O ministro das Relações Exteriores de Cuba, Bruno Rodríguez, rejeitou hoje a nova ordem executiva assinada por Donald Trump, que intensifica a hostilidade do governo dos Estados Unidos contra a Ilha.
Em uma mensagem publicada no X, Rodríguez descreveu o aumento da pressão econômica da Casa Branca sobre a nação caribenha como «repudiável, mas curiosa e ridícula».
«O governo dos EUA está alarmado e responde com novas medidas coercitivas unilaterais, ilegais e abusivas contra Cuba ao desfile do Primeiro de Maio com mais de meio milhão de cubanos em Havana, liderada pelo general do Exército Raúl Castro e o presidente Miguel Díaz-Canel», afirmou o chefe da diplomacia cubana.

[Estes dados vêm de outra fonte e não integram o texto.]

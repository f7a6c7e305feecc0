//! HTML extractor for the trending leaderboard
//!
//! This module is the only place coupled to GitHub's markup. For every
//! `article.Box-row` it extracts:
//! - The repository identifier (`owner/name`)
//! - Description and language tag, both optional
//! - Total stars, forks and the star delta for the requested period
//! - "Built by" contributor avatars

use crate::trending::types::GITHUB_BASE_URL;
use crate::trending::{Contributor, Leaderboard, LeaderboardEntry};
use scraper::{ElementRef, Html, Selector};
use thiserror::Error;

/// Errors raised when the markup no longer matches the expected layout
#[derive(Debug, Error)]
pub enum ExtractError {
    #[error("No leaderboard rows found; the trending page markup may have changed")]
    MissingRows,

    #[error("Invalid selector '{selector}': {message}")]
    Selector {
        selector: &'static str,
        message: String,
    },
}

/// Compiled selectors for one extraction pass
struct RowSelectors {
    row: Selector,
    empty_state: Selector,
    repo_link: Selector,
    description: Selector,
    any_paragraph: Selector,
    language: Selector,
    stars: Selector,
    forks: Selector,
    period_stars: Selector,
    avatar: Selector,
}

impl RowSelectors {
    fn new() -> Result<Self, ExtractError> {
        Ok(Self {
            row: selector("article.Box-row")?,
            empty_state: selector(".blankslate")?,
            repo_link: selector("h2 a[href]")?,
            description: selector("p.col-9")?,
            any_paragraph: selector("p")?,
            language: selector("span[itemprop='programmingLanguage']")?,
            stars: selector("a[href$='/stargazers']")?,
            forks: selector("a[href$='/forks']")?,
            period_stars: selector("span.float-sm-right")?,
            avatar: selector("img.avatar")?,
        })
    }
}

fn selector(css: &'static str) -> Result<Selector, ExtractError> {
    Selector::parse(css).map_err(|e| ExtractError::Selector {
        selector: css,
        message: e.to_string(),
    })
}

/// Parses trending page markup into a ranked leaderboard
///
/// Rows without a repository link are skipped and the remaining rows are
/// ranked 1..N in page order. Malformed counts become 0 rather than dropping
/// the row. A page showing GitHub's empty-state block yields an empty
/// leaderboard.
///
/// # Errors
///
/// Returns `ExtractError::MissingRows` when no usable row is present and the
/// page is not the empty-state page.
///
/// # Example
///
/// ```
/// use trending_relay::trending::extract_leaderboard;
///
/// let html = r#"<article class="Box-row">
///     <h2><a href="/octo/alpha">octo / alpha</a></h2>
/// </article>"#;
/// let board = extract_leaderboard(html).unwrap();
/// assert_eq!(board.entries()[0].full_name(), "octo/alpha");
/// ```
pub fn extract_leaderboard(markup: &str) -> Result<Leaderboard, ExtractError> {
    let selectors = RowSelectors::new()?;
    let document = Html::parse_document(markup);

    let rows: Vec<ElementRef> = document.select(&selectors.row).collect();
    if rows.is_empty() {
        if document.select(&selectors.empty_state).next().is_some() {
            tracing::warn!("Trending page reports no repositories for this filter");
            return Ok(Leaderboard::default());
        }
        return Err(ExtractError::MissingRows);
    }

    let mut entries = Vec::with_capacity(rows.len());
    for (index, row) in rows.iter().enumerate() {
        let rank = entries.len() as u32 + 1;
        match extract_entry(row, &selectors, rank) {
            Some(entry) => entries.push(entry),
            None => tracing::warn!(row = index + 1, "Skipping row without a repository link"),
        }
    }

    if entries.is_empty() {
        return Err(ExtractError::MissingRows);
    }

    tracing::debug!(entries = entries.len(), "Leaderboard extracted");
    Ok(Leaderboard::new(entries))
}

fn extract_entry(
    row: &ElementRef,
    selectors: &RowSelectors,
    rank: u32,
) -> Option<LeaderboardEntry> {
    let href = row
        .select(&selectors.repo_link)
        .next()
        .and_then(|a| a.value().attr("href"))?;
    let (owner, name) = split_repo_path(href)?;

    let description = row
        .select(&selectors.description)
        .next()
        .or_else(|| row.select(&selectors.any_paragraph).next())
        .map(element_text)
        .filter(|text| !text.is_empty());

    let language = row
        .select(&selectors.language)
        .next()
        .map(element_text)
        .filter(|text| !text.is_empty());

    let total_stars = count_in(row, &selectors.stars, "stars", &owner, &name);
    let forks = count_in(row, &selectors.forks, "forks", &owner, &name);
    let period_stars = count_in(row, &selectors.period_stars, "period stars", &owner, &name)
        .min(total_stars);

    let contributors = row
        .select(&selectors.avatar)
        .filter_map(|img| {
            let login = img.value().attr("alt")?.trim().trim_start_matches('@');
            if login.is_empty() {
                return None;
            }
            Some(Contributor {
                login: login.to_string(),
                avatar_url: img.value().attr("src").unwrap_or_default().to_string(),
            })
        })
        .collect();

    Some(LeaderboardEntry {
        rank,
        owner,
        name,
        description,
        language,
        total_stars,
        period_stars,
        forks,
        contributors,
    })
}

/// Splits `/owner/name` (or an absolute github.com link) into its parts
fn split_repo_path(href: &str) -> Option<(String, String)> {
    let path = href.trim();
    let path = path.strip_prefix(GITHUB_BASE_URL).unwrap_or(path);
    let (owner, name) = path.trim_matches('/').split_once('/')?;

    if owner.is_empty() || name.is_empty() || name.contains('/') {
        return None;
    }
    Some((owner.to_string(), name.to_string()))
}

/// Reads the leading count of the first matching element, 0 when absent or malformed
fn count_in(row: &ElementRef, selector: &Selector, field: &str, owner: &str, name: &str) -> u64 {
    let Some(element) = row.select(selector).next() else {
        return 0;
    };
    let text = element_text(element);
    parse_count(&text).unwrap_or_else(|| {
        tracing::debug!(
            repo = %format!("{}/{}", owner, name),
            field,
            text = %text,
            "Malformed count, using 0"
        );
        0
    })
}

/// Parses the leading thousands-separated integer, e.g. "1,234 stars this week"
pub(crate) fn parse_count(text: &str) -> Option<u64> {
    let token = text.split_whitespace().next()?;
    token.replace(',', "").parse().ok()
}

/// Collects element text with whitespace collapsed
fn element_text(element: ElementRef) -> String {
    element
        .text()
        .flat_map(str::split_whitespace)
        .collect::<Vec<_>>()
        .join(" ")
}
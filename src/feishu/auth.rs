//! Tenant access token exchange
//!
//! Trades the app id and secret for a tenant token used as the bearer
//! credential on Bitable calls.

use crate::feishu::traits::{SyncError, SyncResult};
use crate::feishu::api_url;
use reqwest::Client;
use serde::Deserialize;
use serde_json::json;
use url::Url;

const TOKEN_PATH: &str = "open-apis/auth/v3/tenant_access_token/internal";

/// Tenant access token, held for a single run
#[derive(Clone)]
pub struct TenantToken {
    value: String,
    expires_in: u64,
}

impl TenantToken {
    pub fn as_str(&self) -> &str {
        &self.value
    }

    /// Lifetime in seconds reported by the server
    pub fn expires_in(&self) -> u64 {
        self.expires_in
    }
}

impl std::fmt::Debug for TenantToken {
    fn fmt(&self, f: &mut std::fmt::Formatter<'_>) -> std::fmt::Result {
        f.debug_struct("TenantToken")
            .field("value", &"<redacted>")
            .field("expires_in", &self.expires_in)
            .finish()
    }
}

#[derive(Debug, Deserialize)]
struct TokenReply {
    code: i64,
    #[serde(default)]
    msg: String,
    tenant_access_token: Option<String>,
    #[serde(default)]
    expire: u64,
}

/// Exchanges app credentials for a tenant access token
pub async fn fetch_tenant_token(
    client: &Client,
    base_url: &Url,
    app_id: &str,
    app_secret: &str,
) -> SyncResult<TenantToken> {
    let url = api_url(base_url, TOKEN_PATH)?;
    tracing::debug!(app_id, "Requesting tenant access token");

    let response = client
        .post(url)
        .json(&json!({ "app_id": app_id, "app_secret": app_secret }))
        .send()
        .await?;

    let status = response.status();
    let body = response.text().await?;
    if !status.is_success() {
        return Err(SyncError::Status {
            status: status.as_u16(),
            body,
        });
    }

    let reply: TokenReply =
        serde_json::from_str(&body).map_err(|e| SyncError::InvalidResponse(e.to_string()))?;

    if reply.code != 0 {
        return Err(SyncError::Auth(format!("code {}: {}", reply.code, reply.msg)));
    }

    let value = reply
        .tenant_access_token
        .filter(|t| !t.is_empty())
        .ok_or_else(|| SyncError::Auth("response carried no tenant_access_token".to_string()))?;

    Ok(TenantToken {
        value,
        expires_in: reply.expire,
    })
}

Para o ministro, essa também é uma reação de Washington às «assinaturas de 6 milhões de cubanos (81% da população com mais de 16 anos) em defesa da Pátria sob ameaça militar, denunciando o bloqueio intensificado e o cerco energético».
«A Pátria, a Revolução e o Socialismo se defendem com ideias e com armas», acrescentou.
“Não vão nos amedrontar”, sentenciou.
Na sexta-feira, Trump impôs novas sanções econômicas contra civis, autoridades e empresas cubanas, incluindo penalidades para governos, entidades e organizações que realizam transações com representantes do governo da nação caribenha.